Tom Slater argues that “[e]nvironmentalism has become a creepy bourgeois cult.” A slice:
We need to stop calling Just Stop Oil a protest group. Protesters is far too positive a word to describe this strange assemblage of middle-class agitators, with their cut-glass accents and self-parodying bohemian names (shouts out to Indigo Rumbelow), who have been gluing themselves to roads and throwing soup at great works of art in an attempt to end oil and gas production. This thing is a doomsday cult, masquerading as a political campaign. There’s really no denying it any longer.
Take the case of that 24-year-old woman who climbed up one of the gantries over the M25 this morning, in order to bring all the ignorant, carbon-spewing plebs to a standstill. She posted an unnerving video online. In it, she is fighting back tears. She gives vent to a seemingly sincere apocalyptic terror. ‘I’m here because I don’t have a future!’, she says, in between sobs. She accuses the government of murder, of fuelling a ‘climate crisis’ she seems to be convinced is killing millions, for having the temerity to exploit oil and gas to keep the UK’s lights on.
That what she’s saying is alarmist nonsense should be obvious to anyone. The truth is almost the inverse of what she is saying. Thanks to economic development, fuelled by cheap and reliable energy, annual deaths worldwide from climate-related disasters have plunged by more than 95 per cent over the past century. She also implies that the floods in Pakistan are the fault of fossil fuels, even though those feted IPCC reports say there is insufficient evidence to show that climate change is making floods more frequent, lengthy or intense. What would be considerably more murderous would be for our government to shun reliable oil and gas supplies as the nation’s pensioners head into a harsh winter, amid sky-high energy prices and talk of blackouts.

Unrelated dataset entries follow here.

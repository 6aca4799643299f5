//! Centralized simulation and camera options with TOML preset support.
//!
//! All tweakable settings (playback, physics thresholds, camera control,
//! keybindings) are consolidated here. Options serialize to/from TOML so a
//! session can start from a preset file.

mod camera;
mod keybindings;
mod simulation;

use std::path::Path;

pub use camera::CameraOptions;
pub use keybindings::KeybindingOptions;
use schemars::JsonSchema;
use serde::{Deserialize, Serialize};
pub use simulation::{SimulationOptions, MAX_TIME_SCALE, MIN_TIME_SCALE};

use crate::error::OrreryError;

/// Top-level options container. All sub-structs use `#[serde(default)]` so
/// partial TOML files (e.g. only overriding `[camera]`) work correctly.
#[derive(
    Debug, Clone, Serialize, Deserialize, PartialEq, Default, JsonSchema,
)]
#[serde(default)]
pub struct Options {
    /// Playback and physics parameters.
    pub simulation: SimulationOptions,
    /// Camera projection and control parameters.
    pub camera: CameraOptions,
    /// Keyboard binding options.
    #[schemars(skip)]
    pub keybindings: KeybindingOptions,
}

impl Options {
    /// Generate JSON Schema describing the UI-exposed options.
    #[must_use]
    pub fn json_schema() -> schemars::Schema {
        schemars::schema_for!(Options)
    }

    /// Parse options from a TOML string. Missing fields use defaults.
    ///
    /// # Errors
    ///
    /// Returns [`OrreryError::OptionsParse`] on malformed TOML.
    pub fn from_toml(content: &str) -> Result<Self, OrreryError> {
        let mut opts: Self = toml::from_str(content)
            .map_err(|e| OrreryError::OptionsParse(e.to_string()))?;
        opts.keybindings.rebuild_reverse_map();
        Ok(opts)
    }

    /// Load options from a TOML file. Missing fields use defaults.
    ///
    /// # Errors
    ///
    /// Returns [`OrreryError::Io`] if the file cannot be read, or
    /// [`OrreryError::OptionsParse`] on malformed TOML.
    pub fn load(path: &Path) -> Result<Self, OrreryError> {
        let content = std::fs::read_to_string(path).map_err(OrreryError::Io)?;
        Self::from_toml(&content)
    }

    /// Save options to a TOML file (pretty-printed).
    ///
    /// # Errors
    ///
    /// Returns [`OrreryError::OptionsParse`] if serialization fails, or
    /// [`OrreryError::Io`] if the file cannot be written.
    pub fn save(&self, path: &Path) -> Result<(), OrreryError> {
        let content = toml::to_string_pretty(self)
            .map_err(|e| OrreryError::OptionsParse(e.to_string()))?;
        if let Some(parent) = path.parent() {
            std::fs::create_dir_all(parent).map_err(OrreryError::Io)?;
        }
        std::fs::write(path, content).map_err(OrreryError::Io)
    }
}
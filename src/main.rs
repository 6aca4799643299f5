//! Headless orrery demo: runs the simulation against a logging renderer.

use std::path::Path;

use glam::Vec2;
use orrery::bodies::BodyTransform;
use orrery::engine::{CameraPose, PrimitiveId, SnapshotReader};
use orrery::input::InputEvent;
use orrery::{assistant, Options, RenderBackend, SimulationScheduler};

const DEFAULT_FRAMES: u64 = 600;
const SURFACE: (u32, u32) = (1280, 720);

/// Renderer that logs what it would draw.
#[derive(Default)]
struct LogRenderer {
    primitives: u32,
    frames: u64,
    size: (u32, u32),
}

impl RenderBackend for LogRenderer {
    fn surface_size(&self) -> Option<(u32, u32)> {
        Some(self.size)
    }

    fn create_body_primitive(&mut self, radius: f32, color: [f32; 3]) -> PrimitiveId {
        let id = PrimitiveId(self.primitives);
        self.primitives += 1;
        log::debug!("primitive {} radius {radius} color {color:?}", id.0);
        id
    }

    fn set_transform(&mut self, primitive: PrimitiveId, transform: &BodyTransform) {
        log::trace!(
            "primitive {} at {:?} spin {:.2}",
            primitive.0,
            transform.position,
            transform.rotation_y
        );
    }

    fn set_camera(&mut self, pose: &CameraPose) {
        log::trace!("camera eye {:?} target {:?}", pose.eye, pose.target);
    }

    fn resize(&mut self, width: u32, height: u32) {
        self.size = (width, height);
        log::debug!("surface resized to {width}x{height}");
    }

    fn draw(&mut self) {
        self.frames += 1;
    }
}

fn load_options(arg: Option<&str>) -> Options {
    let Some(path) = arg else {
        return Options::default();
    };
    match Options::load(Path::new(path)) {
        Ok(options) => options,
        Err(e) => {
            log::error!("{e}; using default options");
            Options::default()
        }
    }
}

fn main() {
    env_logger::init();

    let mut args = std::env::args().skip(1);
    let frames = match args.next().map(|a| a.parse::<u64>()) {
        None => DEFAULT_FRAMES,
        Some(Ok(n)) => n,
        Some(Err(e)) => {
            log::error!("Usage: orrery [FRAMES] [OPTIONS.toml] ({e})");
            std::process::exit(1);
        }
    };
    let options = load_options(args.next().as_deref());

    let backend = LogRenderer {
        size: SURFACE,
        ..LogRenderer::default()
    };
    let mut scheduler = match SimulationScheduler::start(backend, options) {
        Ok(s) => s,
        Err(e) => {
            log::error!("{e}");
            std::process::exit(1);
        }
    };
    let mut reader = scheduler.snapshot_reader();
    let input = scheduler.register_input();

    for frame in 0..frames {
        if frame == frames / 4 {
            // Click on Earth a quarter of the way in.
            let target = scheduler.context().bodies().find("Earth").map(|earth| {
                scheduler.context().bodies().to_render_space(earth.state().position)
            });
            let viewport = Vec2::new(SURFACE.0 as f32, SURFACE.1 as f32);
            if let Some(pixel) = target.and_then(|p| {
                scheduler.context().camera().camera().world_to_screen(p, viewport)
            }) {
                let _ = input.send(InputEvent::Click {
                    x: pixel.x,
                    y: pixel.y,
                });
            }
        }
        if frame == frames / 2 {
            if let Some(action) = scheduler.lookup_key("BracketRight") {
                let _ = input.send(InputEvent::Key(action));
            }
        }

        std::thread::sleep(scheduler.frame_timing().time_until_next_frame());
        if scheduler.frame().is_none() {
            break;
        }
    }

    if let Some(report) = reader.as_mut().and_then(SnapshotReader::latest) {
        log::info!(
            "frame {}: {:.1} simulated days at {:.0}x",
            report.frame,
            report.sim_time / 86_400.0,
            report.time_scale
        );
    }
    for body in scheduler.context().bodies().iter() {
        let p = scheduler.context().bodies().to_render_space(body.state().position);
        log::info!("{:<8} {:>8.2} {:>8.2} {:>8.2}", body.name, p.x, p.y, p.z);
    }
    if let Some(prompt) = assistant::compose_prompt(
        "What would I see from here?",
        scheduler.context().assistant_context().as_deref(),
    ) {
        log::info!("assistant prompt:\n{prompt}");
    }
    log::info!(
        "{} frames drawn, {:.1} fps",
        scheduler.backend().frames,
        scheduler.fps()
    );

    scheduler.shutdown();
}
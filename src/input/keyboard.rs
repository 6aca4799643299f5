use serde::{Deserialize, Serialize};

/// Simulation-level actions that can be bound to keys.
///
/// Serde serializes as `snake_case` strings so TOML presets stay readable:
/// ```toml
/// [keybindings.bindings]
/// toggle_playback = "Space"
/// clear_selection = "Escape"
/// ```
#[derive(Debug, Clone, Copy, PartialEq, Eq, Hash, Serialize, Deserialize)]
#[serde(rename_all = "snake_case")]
pub enum KeyAction {
    /// Play or pause orbital motion.
    TogglePlayback,
    /// Dismiss the current selection.
    ClearSelection,
    /// Return the camera to its initial free-orbit pose.
    ResetCamera,
    /// Double the time-scale.
    FasterTime,
    /// Halve the time-scale.
    SlowerTime,
}
//! Lock-free hand-off of frame reports to another thread.
//!
//! The scheduler writes each [`FrameReport`] into a triple buffer; a
//! [`SnapshotReader`] on any thread always sees the latest complete frame
//! and never blocks the writer.

use super::render::FrameReport;

/// Writer side, owned by the scheduler.
pub(crate) struct SnapshotPublisher {
    input: triple_buffer::Input<Option<FrameReport>>,
}

impl SnapshotPublisher {
    pub(crate) fn new() -> (Self, SnapshotReader) {
        let (input, output) = triple_buffer::triple_buffer(&None);
        (Self { input }, SnapshotReader { output })
    }

    pub(crate) fn publish(&mut self, report: FrameReport) {
        self.input.write(Some(report));
    }
}

impl std::fmt::Debug for SnapshotPublisher {
    fn fmt(&self, f: &mut std::fmt::Formatter<'_>) -> std::fmt::Result {
        f.debug_struct("SnapshotPublisher").finish_non_exhaustive()
    }
}

/// Reader side. `Send`, so it can move to a UI or logging thread.
pub struct SnapshotReader {
    output: triple_buffer::Output<Option<FrameReport>>,
}

impl SnapshotReader {
    /// Most recent published frame, if any frame has run.
    pub fn latest(&mut self) -> Option<&FrameReport> {
        self.output.read().as_ref()
    }
}

impl std::fmt::Debug for SnapshotReader {
    fn fmt(&self, f: &mut std::fmt::Formatter<'_>) -> std::fmt::Result {
        f.debug_struct("SnapshotReader").finish_non_exhaustive()
    }
}
//! Folds raw input events into per-frame input.
//!
//! The `InputProcessor` owns all transient pointer state (press position,
//! drag detection, click suppression) plus the frame's pending key actions
//! and resize. The scheduler drains its input port into the processor and
//! takes one [`FrameInput`] per frame.

use glam::Vec2;

use super::event::InputEvent;
use super::gesture::PointerGesture;
use super::KeyAction;

/// Press movement (squared pixels) beyond which a press becomes a drag.
const DRAG_THRESHOLD_SQ: f32 = 1.0;

/// Everything the frame step consumes from input.
#[derive(Debug, Clone, Default, PartialEq)]
pub struct FrameInput {
    /// Accumulated pointer gesture.
    pub gesture: PointerGesture,
    /// Key actions in arrival order.
    pub actions: Vec<KeyAction>,
    /// Latest surface size, if it changed.
    pub resize: Option<(u32, u32)>,
}

/// Tracks the primary button between press and release.
#[derive(Debug, Clone, Copy)]
struct Press {
    start: Vec2,
    last: Vec2,
    dragged: bool,
}

/// Converts raw [`InputEvent`]s into [`FrameInput`].
#[derive(Debug, Default)]
pub struct InputProcessor {
    press: Option<Press>,
    /// Release point of a drag that ended this frame. A click landing
    /// there is the drag's own release and must not select.
    drag_release: Option<Vec2>,
    gesture: PointerGesture,
    actions: Vec<KeyAction>,
    resize: Option<(u32, u32)>,
}

impl InputProcessor {
    /// Create a processor with no pending input.
    #[must_use]
    pub fn new() -> Self {
        Self::default()
    }

    /// Whether the primary button is currently held.
    #[must_use]
    pub fn is_pressed(&self) -> bool {
        self.press.is_some()
    }

    /// Fold one event into the pending frame input.
    pub fn handle_event(&mut self, event: InputEvent) {
        match event {
            InputEvent::DragStart { x, y } => {
                let Some(p) = finite_point(x, y) else { return };
                self.press = Some(Press {
                    start: p,
                    last: p,
                    dragged: false,
                });
                self.drag_release = None;
            }
            InputEvent::DragMove { x, y } => {
                if let Some(p) = finite_point(x, y) {
                    self.track_press(p);
                }
            }
            InputEvent::DragEnd { x, y } => {
                if let Some(p) = finite_point(x, y) {
                    self.track_press(p);
                }
                if let Some(press) = self.press.take() {
                    self.drag_release = press.dragged.then_some(press.last);
                }
            }
            InputEvent::Wheel { delta } => {
                if delta.is_finite() {
                    self.gesture.wheel += delta;
                } else {
                    log::debug!("dropping non-finite wheel delta");
                }
            }
            InputEvent::Click { x, y } => self.handle_click(x, y),
            InputEvent::Key(action) => self.actions.push(action),
            InputEvent::Resized { width, height } => {
                self.resize = Some((width, height));
            }
        }
    }

    /// Take the input accumulated since the previous call. A press in
    /// progress carries over; its deltas and any pending drag release do
    /// not.
    pub fn take_frame(&mut self) -> FrameInput {
        self.drag_release = None;
        FrameInput {
            gesture: self.gesture.take(),
            actions: std::mem::take(&mut self.actions),
            resize: self.resize.take(),
        }
    }

    fn track_press(&mut self, p: Vec2) {
        let Some(press) = self.press.as_mut() else {
            return;
        };
        self.gesture.drag += p - press.last;
        press.last = p;
        if (p - press.start).length_squared() > DRAG_THRESHOLD_SQ {
            press.dragged = true;
        }
    }

    fn handle_click(&mut self, x: f32, y: f32) {
        let release = self.drag_release.take();
        let Some(p) = finite_point(x, y) else { return };
        if release.is_some_and(|r| (p - r).length_squared() <= DRAG_THRESHOLD_SQ) {
            log::trace!("click after drag ignored");
            return;
        }
        self.gesture.click = Some(p);
    }
}

fn finite_point(x: f32, y: f32) -> Option<Vec2> {
    let p = Vec2::new(x, y);
    p.is_finite().then_some(p)
}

Such blithe disregard for the details reminds us that these people don’t really care about climate change. They’re hysterical about climate change. They’re apocalyptic about climate change. They aren’t taking to the streets, motorways and art galleries because they are convinced of a particular scientific view with regards to the environment and think something really ought to be done about it. They are in the grip of a fact-lite and doom-laden narrative that insists literally billions will die in short order, that the twentysomethings of today might not live to see their dotage, because of our damnable desire to live comfortable and free lives.